Imports of capital goods plunge 37.68 percent
Imports of capital goods plunge 37.68 percent
JAKARTA (JP): Indonesia's imports of capital goods dropped
37.68 percent to US$5.69 billion last year from $9.28 billion in
1997, due to plunging investment activities in the country, the
Ministry of Industry and Trade said on Monday.
According to ministry data, the import of capital goods for
production dropped 25.37 percent to $2.88 billion last year, the
import of supporting equipment declined 38.34 percent to $1.66
billion while imports of other forms of capital goods plunged
54.45 percent to $1.24 billion.
Imports of stone processing machinery shrank 79.67 percent to
$22.54 million, imports of edible oil processing machinery
dropped by 74.17 percent to $13.8 million and imports of leather
processing machines declined 63.09 percent to $4.46 million last
year.
Power generation machinery imports dropped 48.5 percent to
$356.89 million while factory equipment imports fell 39.48
percent to $729.21 million in 1998.
Imports of passenger vehicles plunged 77.63 percent to $28.31
million, imports of telecommunications and electronic equipment
fell 71.65 percent to $347.79 million, while imports of farming
machinery and equipment slipped 55.37 percent to $52.34 million.

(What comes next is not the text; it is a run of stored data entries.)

//! Compiler diagnostics
//!
//! The checker reports, in this order:
//!
//! 1. Syntax errors from the parse tree (`ERROR` and missing nodes)
//! 2. Conflicting declarations in the same scope
//! 3. Primitive literal values assigned to a different primitive type
//! 4. Names that resolve to no declaration and no known global
//! 5. Unreachable statements and unused locals, as suggestions
//!
//! Each finding carries a compiler [`Category`]; editors see it through
//! [`severity`].

use std::ops::Range;

use rustc_hash::FxHashMap;
use tower_lsp::lsp_types::DiagnosticSeverity;
use tree_sitter::Node;

use super::binder::{
    Bindings, DeclId, DeclarationKind, FUNCTION_LIKE, ScopeKind, Space, annotation_text,
    in_parameter_pattern,
};
use crate::catalog;
use crate::parsers::typescript::{ancestor_of_kind, children, named_children, node_text};

/// Diagnostic categories as a compiler reports them.
#[derive(Debug, Clone, Copy, PartialEq, Eq)]
pub enum Category {
    Error,
    Warning,
    Suggestion,
    Message,
}

/// Editor severity for a compiler category.
pub fn severity(category: Category) -> DiagnosticSeverity {
    match category {
        Category::Error => DiagnosticSeverity::ERROR,
        Category::Warning => DiagnosticSeverity::WARNING,
        Category::Suggestion | Category::Message => DiagnosticSeverity::INFORMATION,
    }
}

#[derive(Debug, Clone, PartialEq, Eq)]
pub struct CompilerDiagnostic {
    pub byte_range: Range<usize>,
    pub category: Category,
    pub message: String,
}

const PRIMITIVES: &[&str] = &["string", "number", "boolean"];

const TERMINATORS: &[&str] = &[
    "return_statement",
    "throw_statement",
    "break_statement",
    "continue_statement",
];

/// Ancestors under which identifiers are not name references.
const NON_REFERENCE_CONTEXTS: &[&str] = &[
    "ERROR",
    "decorator",
    "import_statement",
    "index_signature",
    "enum_body",
];

pub fn check(root: Node<'_>, source: &str, bindings: &Bindings) -> Vec<CompilerDiagnostic> {
    let declaration_names: FxHashMap<(usize, usize), DeclId> = bindings
        .declarations
        .iter()
        .enumerate()
        .map(|(id, d)| ((d.name_range.start, d.name_range.end), id))
        .collect();

    let mut checker = Checker {
        source,
        bindings,
        declaration_names,
        references: vec![0; bindings.declarations.len()],
        diagnostics: Vec::new(),
    };

    checker.syntax_errors(root);
    checker.duplicate_declarations();
    checker.walk(root);
    if !root.has_error() {
        checker.unused_locals();
    }

    let mut diagnostics = checker.diagnostics;
    diagnostics.sort_by_key(|d| (d.byte_range.start, d.byte_range.end));
    diagnostics
}

struct Checker<'a> {
    source: &'a str,
    bindings: &'a Bindings,
    declaration_names: FxHashMap<(usize, usize), DeclId>,
    references: Vec<usize>,
    diagnostics: Vec<CompilerDiagnostic>,
}

impl Checker<'_> {
    fn report(&mut self, byte_range: Range<usize>, category: Category, message: String) {
        self.diagnostics.push(CompilerDiagnostic { byte_range, category, message });
    }

    fn syntax_errors(&mut self, root: Node<'_>) {
        let mut stack = vec![root];
        while let Some(node) = stack.pop() {
            if node.is_error() {
                let message = match error_snippet(node_text(node, self.source)) {
                    Some(snippet) => format!("Unexpected token '{}'.", snippet),
                    None => "Unexpected token.".to_string(),
                };
                self.report(node.byte_range(), Category::Error, message);
                continue;
            }
            if node.is_missing() {
                let message = match node.kind() {
                    "identifier" | "type_identifier" | "property_identifier" => "Identifier expected.".to_string(),
                    kind => format!("'{}' expected.", kind),
                };
                self.report(node.byte_range(), Category::Error, message);
                continue;
            }
            if node.has_error() {
                stack.extend(children(node).into_iter().rev());
            }
        }
    }

    fn duplicate_declarations(&mut self) {
        let bindings = self.bindings;
        for scope in &bindings.scopes {
            let mut groups: Vec<(&str, Vec<DeclId>)> = Vec::new();
            for &id in &scope.declarations {
                let name = bindings.get(id).name.as_str();
                match groups.iter_mut().find(|(n, _)| *n == name) {
                    Some((_, ids)) => ids.push(id),
                    None => groups.push((name, vec![id])),
                }
            }

            for (name, ids) in groups.into_iter().filter(|(_, ids)| ids.len() > 1) {
                self.value_conflicts(name, &ids);
                self.type_conflicts(name, &ids);
            }
        }
    }

    fn value_conflicts(&mut self, name: &str, ids: &[DeclId]) {
        let bindings = self.bindings;
        let values: Vec<DeclId> = ids
            .iter()
            .copied()
            .filter(|&id| {
                let kind = bindings.get(id).kind;
                kind.in_value_space()
                    && !matches!(
                        kind,
                        DeclarationKind::Namespace | DeclarationKind::Module | DeclarationKind::FunctionSignature
                    )
            })
            .collect();
        if values.len() < 2 {
            return;
        }

        let kinds: Vec<DeclarationKind> = values.iter().map(|&id| bindings.get(id).kind).collect();
        let (targets, message): (Vec<DeclId>, String) = if kinds.iter().any(|k| k.is_block_scoped()) {
            (values, format!("Cannot redeclare block-scoped variable '{}'.", name))
        } else if kinds.iter().all(|k| *k == DeclarationKind::Function) {
            let implementations: Vec<DeclId> =
                values.into_iter().filter(|&id| bindings.get(id).has_body).collect();
            if implementations.len() < 2 {
                return;
            }
            (implementations, "Duplicate function implementation.".to_string())
        } else if kinds.iter().all(|k| matches!(k, DeclarationKind::Var | DeclarationKind::Parameter)) {
            return;
        } else {
            (values, format!("Duplicate identifier '{}'.", name))
        };

        for id in targets {
            let range = bindings.get(id).name_range.clone();
            self.report(range, Category::Error, message.clone());
        }
    }

    fn type_conflicts(&mut self, name: &str, ids: &[DeclId]) {
        let bindings = self.bindings;
        let types: Vec<DeclId> = ids
            .iter()
            .copied()
            .filter(|&id| {
                matches!(
                    bindings.get(id).kind,
                    DeclarationKind::TypeAlias | DeclarationKind::Interface | DeclarationKind::Class
                )
            })
            .collect();
        let has_alias = types.iter().any(|&id| bindings.get(id).kind == DeclarationKind::TypeAlias);
        if !has_alias || types.len() < 2 {
            return;
        }
        for id in types {
            let range = bindings.get(id).name_range.clone();
            self.report(range, Category::Error, format!("Duplicate identifier '{}'.", name));
        }
    }

    fn walk(&mut self, root: Node<'_>) {
        let mut stack = vec![root];
        while let Some(node) = stack.pop() {
            match node.kind() {
                "ERROR" => continue,
                "identifier" | "shorthand_property_identifier" => self.check_name(node),
                "variable_declarator" => self.check_initializer(node),
                "return_statement" => self.check_return(node),
                "statement_block" | "program" | "switch_case" | "switch_default" => {
                    self.check_reachability(node)
                }
                _ => {}
            }
            stack.extend(named_children(node).into_iter().rev());
        }
    }

    fn check_name(&mut self, node: Node<'_>) {
        if self.declaration_names.contains_key(&(node.start_byte(), node.end_byte()))
            || in_parameter_pattern(node)
            || ancestor_of_kind(node, NON_REFERENCE_CONTEXTS).is_some()
            || !is_reference_position(node)
        {
            return;
        }

        let name = node_text(node, self.source);
        match self.bindings.resolve(name, node.start_byte(), Space::Value) {
            Some(id) => self.references[id] += 1,
            None if catalog::is_global_name(name) => {}
            None => self.report(
                node.byte_range(),
                Category::Error,
                format!("Cannot find name '{}'.", name),
            ),
        }
    }

    fn check_initializer(&mut self, declarator: Node<'_>) {
        let (Some(name), Some(annotation), Some(value)) = (
            declarator.child_by_field_name("name"),
            declarator.child_by_field_name("type"),
            declarator.child_by_field_name("value"),
        ) else {
            return;
        };
        let expected = annotation_text(annotation, self.source);
        if let Some(message) = assignability_error(&expected, value, self.source) {
            self.report(name.byte_range(), Category::Error, message);
        }
    }

    fn check_return(&mut self, statement: Node<'_>) {
        let Some(value) = named_children(statement).first().copied() else {
            return;
        };
        let Some(function) = ancestor_of_kind(statement, FUNCTION_LIKE) else {
            return;
        };
        let Some(annotation) = function.child_by_field_name("return_type") else {
            return;
        };
        let expected = annotation_text(annotation, self.source);
        if let Some(message) = assignability_error(&expected, value, self.source) {
            self.report(value.byte_range(), Category::Error, message);
        }
    }

    fn check_reachability(&mut self, block: Node<'_>) {
        let statements: Vec<Node<'_>> = named_children(block)
            .into_iter()
            .filter(|n| !matches!(n.kind(), "comment" | "empty_statement"))
            .collect();
        let Some(terminator) = statements.iter().position(|s| TERMINATORS.contains(&s.kind())) else {
            return;
        };

        // `switch_case` children include the case value before its statements.
        let unreachable: Vec<&Node<'_>> = statements[terminator + 1..]
            .iter()
            .filter(|s| s.kind() != "function_declaration")
            .collect();
        if let (Some(first), Some(last)) = (unreachable.first(), unreachable.last()) {
            self.report(
                first.start_byte()..last.end_byte(),
                Category::Suggestion,
                "Unreachable code detected.".to_string(),
            );
        }
    }

    fn unused_locals(&mut self) {
        let bindings = self.bindings;
        for (id, declaration) in bindings.declarations.iter().enumerate() {
            let local = bindings.scopes[declaration.scope].kind != ScopeKind::Program;
            let variable = matches!(
                declaration.kind,
                DeclarationKind::Let | DeclarationKind::Const | DeclarationKind::Var
            );
            if local && variable && self.references[id] == 0 && !declaration.name.starts_with('_') {
                self.report(
                    declaration.name_range.clone(),
                    Category::Suggestion,
                    format!("'{}' is declared but its value is never read.", declaration.name),
                );
            }
        }
    }
}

The Investment Coordinating Board (BKPM) earlier reported that
foreign direct investment approvals fell by 60.7 percent last
year to US$13.3 billion, while domestic investment approvals
shrank to Rp 59.4 trillion last year from Rp 199.9 trillion.
The number of domestic investment projects dropped by 56.7
percent to 308 projects, but the number of foreign investment
projects rose by 23.9 percent to 979 projects this year despite
the sharp drop in their value.
BKPM attributed the low investment realization to limited
financial support, shortage of raw material supplies, unskilled
labor, low technology and ineffective marketing. (gis)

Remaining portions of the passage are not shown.